The enhancement of the fluorescence quantum yield of 1,8-anilinonaphthalenesulfonic acid (ANS) upon binding to intestinal fatty acid protein (I-FABP) was exploited to devise an assay for free I-FABP. With this assay, we monitored the competition for free I-FABP between ANS and fatty acids and thereby extracted values for the dissociation constants (K(FA)) of fatty acids for I-FABP. We obtained these constants for the I-FABP ligands oleic acid, arachidonic acid, and palmitic acid. In addition, we measured the dependence of K(FA) for oleic acid upon temperature and at two pH values. From these data, we calculate the van't Hoff enthalpy of oleic acid binding. This enthalpy is compared with the enthalpies of binding obtained directly from titration calorimetry. Our experiments with the fluorescence-based assay generate values of K(FA) which disagree with older values obtained from calorimetry and other methods. Our own calorimetric data were analyzed with a view to improving the technique involved in subtraction of a "reference" dilution of the ligand into solution in the absence of the protein. By this maneuver, we obtained "corrected" titrations which could be fitted to values of K(FA) more in agreement with the values we determined via the fluorescence-based assay than wer the older literature values.
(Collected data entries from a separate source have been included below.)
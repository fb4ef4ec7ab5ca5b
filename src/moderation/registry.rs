// Pattern registry — the fixed, categorized list of unsafe terms.
//
// Terms are grouped by category and language purely so a maintainer can find
// and extend them. At runtime everything is flattened into one deduplicated
// list; the checker never knows which group a term came from.

use std::collections::{BTreeMap, HashSet};
use std::fmt;
use std::str::FromStr;
use std::sync::LazyLock;

use serde::Serialize;
use tracing::debug;

/// What kind of harm a term belongs to. Grouping only.
#[derive(Debug, Clone, Copy, PartialEq, Eq, PartialOrd, Ord, Hash, Serialize)]
#[serde(rename_all = "snake_case")]
pub enum Category {
    Violence,
    Obscenity,
    Hate,
    Inappropriate,
}

impl Category {
    pub const ALL: [Category; 4] = [
        Category::Violence,
        Category::Obscenity,
        Category::Hate,
        Category::Inappropriate,
    ];

    pub fn as_str(&self) -> &'static str {
        match self {
            Category::Violence => "violence",
            Category::Obscenity => "obscenity",
            Category::Hate => "hate",
            Category::Inappropriate => "inappropriate",
        }
    }
}

impl fmt::Display for Category {
    fn fmt(&self, f: &mut fmt::Formatter<'_>) -> fmt::Result {
        write!(f, "{}", self.as_str())
    }
}

/// Languages covered by the registry. Also selects the user-facing message.
#[derive(Debug, Clone, Copy, PartialEq, Eq, PartialOrd, Ord, Hash, Serialize)]
#[serde(rename_all = "snake_case")]
pub enum Language {
    English,
    Spanish,
    French,
    Portuguese,
}

impl Language {
    pub const ALL: [Language; 4] = [
        Language::English,
        Language::Spanish,
        Language::French,
        Language::Portuguese,
    ];

    /// Two-letter code used in config and on the command line.
    pub fn code(&self) -> &'static str {
        match self {
            Language::English => "en",
            Language::Spanish => "es",
            Language::French => "fr",
            Language::Portuguese => "pt",
        }
    }
}

impl fmt::Display for Language {
    fn fmt(&self, f: &mut fmt::Formatter<'_>) -> fmt::Result {
        write!(f, "{}", self.code())
    }
}

impl FromStr for Language {
    type Err = anyhow::Error;

    fn from_str(s: &str) -> Result<Self, Self::Err> {
        match s.trim().to_lowercase().as_str() {
            "en" | "english" => Ok(Language::English),
            "es" | "spanish" | "español" | "espanol" => Ok(Language::Spanish),
            "fr" | "french" | "français" | "francais" => Ok(Language::French),
            "pt" | "portuguese" | "português" | "portugues" => Ok(Language::Portuguese),
            other => anyhow::bail!("Unknown language '{other}' (expected one of: en, es, fr, pt)"),
        }
    }
}

/// One block of terms for a single category and language.
#[derive(Debug, Clone, Copy)]
pub struct PatternGroup {
    pub category: Category,
    pub language: Language,
    pub terms: &'static [&'static str],
}

const fn group(
    category: Category,
    language: Language,
    terms: &'static [&'static str],
) -> PatternGroup {
    PatternGroup {
        category,
        language,
        terms,
    }
}

/// The full registry, in iteration order. Adding a language means adding
/// one block per category here; nothing in the checker changes.
pub static REGISTRY: &[PatternGroup] = &[
    // ---- violence ----
    group(
        Category::Violence,
        Language::English,
        &[
            "kill", "murder", "blood", "gun", "knife", "stabbing", "shoot", "weapon", "bomb",
            "torture", "suicide", "massacre", "corpse",
        ],
    ),
    group(
        Category::Violence,
        Language::Spanish,
        &[
            "matar", "asesinar", "sangre", "pistola", "cuchillo", "apuñalar", "disparar", "bomba",
            "muerte", "tortura", "suicidio",
        ],
    ),
    group(
        Category::Violence,
        Language::French,
        &[
            "tuer", "meurtre", "sanglant", "pistolet", "couteau", "poignarder", "tirer", "bombe",
            "torture", "suicide",
        ],
    ),
    group(
        Category::Violence,
        Language::Portuguese,
        &[
            "matar", "assassinar", "sangue", "faca", "esfaquear", "atirar", "bomba", "morte",
            "tortura", "suicídio",
        ],
    ),
    // ---- obscenity ----
    group(
        Category::Obscenity,
        Language::English,
        &[
            "fuck", "shit", "bitch", "ass", "asshole", "dick", "bastard", "damn", "piss", "slut",
            "whore", "porn",
        ],
    ),
    group(
        Category::Obscenity,
        Language::Spanish,
        &[
            "mierda", "puta", "puto", "joder", "coño", "cabrón", "pendejo", "verga", "culo",
            "chingar", "carajo",
        ],
    ),
    group(
        Category::Obscenity,
        Language::French,
        &[
            "merde", "putain", "connard", "salope", "bordel", "enculé", "foutre", "chier",
        ],
    ),
    group(
        Category::Obscenity,
        Language::Portuguese,
        &["merda", "porra", "caralho", "foda", "puta", "buceta", "cacete"],
    ),
    // ---- hate ----
    group(
        Category::Hate,
        Language::English,
        &["nazi", "racist", "retard", "faggot", "tranny", "chink"],
    ),
    group(
        Category::Hate,
        Language::Spanish,
        &["nazi", "racista", "maricón", "retrasado", "sudaca", "negrata"],
    ),
    group(
        Category::Hate,
        Language::French,
        &["nazi", "raciste", "tapette", "bougnoule", "youpin"],
    ),
    group(
        Category::Hate,
        Language::Portuguese,
        &["nazista", "racista", "viado", "retardado"],
    ),
    // ---- inappropriate ----
    group(
        Category::Inappropriate,
        Language::English,
        &[
            "stupid", "idiot", "dumb", "ugly", "moron", "sex", "sexy", "naked", "drugs",
            "cocaine", "drunk",
        ],
    ),
    group(
        Category::Inappropriate,
        Language::Spanish,
        &[
            "estúpido", "idiota", "tonto", "feo", "imbécil", "droga", "borracho", "desnudo",
        ],
    ),
    group(
        Category::Inappropriate,
        Language::French,
        &["stupide", "idiot", "débile", "moche", "crétin", "drogue", "bourré"],
    ),
    group(
        Category::Inappropriate,
        Language::Portuguese,
        &[
            "estúpido", "idiota", "burro", "feio", "otário", "droga", "bêbado", "pelado",
        ],
    ),
];

static UNIFIED_TERMS: LazyLock<Vec<&'static str>> = LazyLock::new(|| {
    let mut seen = HashSet::new();
    let terms: Vec<&'static str> = REGISTRY
        .iter()
        .flat_map(|g| g.terms.iter().copied())
        .filter(|term| seen.insert(*term))
        .collect();
    debug!(
        groups = REGISTRY.len(),
        unified = terms.len(),
        "Built unified term set"
    );
    terms
});

/// Every registry term, deduplicated, in first-seen registry order.
///
/// Built on first access and never rebuilt.
pub fn unified_terms() -> &'static [&'static str] {
    &UNIFIED_TERMS
}

/// Entry counts for the `terms` command.
#[derive(Debug, Clone, Serialize)]
pub struct RegistryStats {
    pub by_category: BTreeMap<Category, usize>,
    pub by_language: BTreeMap<Language, usize>,
    /// Entries across all groups, duplicates included
    pub raw_total: usize,
    pub unified_total: usize,
}

impl RegistryStats {
    pub fn collect() -> Self {
        let mut by_category = BTreeMap::new();
        let mut by_language = BTreeMap::new();
        let mut raw_total = 0;

        for g in REGISTRY {
            *by_category.entry(g.category).or_insert(0) += g.terms.len();
            *by_language.entry(g.language).or_insert(0) += g.terms.len();
            raw_total += g.terms.len();
        }

        Self {
            by_category,
            by_language,
            raw_total,
            unified_total: unified_terms().len(),
        }
    }

    pub fn duplicates_removed(&self) -> usize {
        self.raw_total - self.unified_total
    }
}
Our new values for K(FA) also agree substantially with values derived using a complementary assay technique, one measuring the concentration of free fatty acid, that has recently been developed by Richiere et al [Richiere et al. (1995) J. Biol. Chem. 270, 15076-15084]. We compare the values of delta H degrees, delta S degrees, and delta C(p)degrees for fatty acid binding we have obtained in this work with those we found in earlier work with ANS binding to I-FABP [Kirk et al. (1996) Biophys. J. 70, 69-83]. Our interpretation of the origin of the thermodynamic changes for ANS binding in our earlier work is here substantiated and extended to include an evaluation in physical terms of the interaction of I-FABP with fatty acids.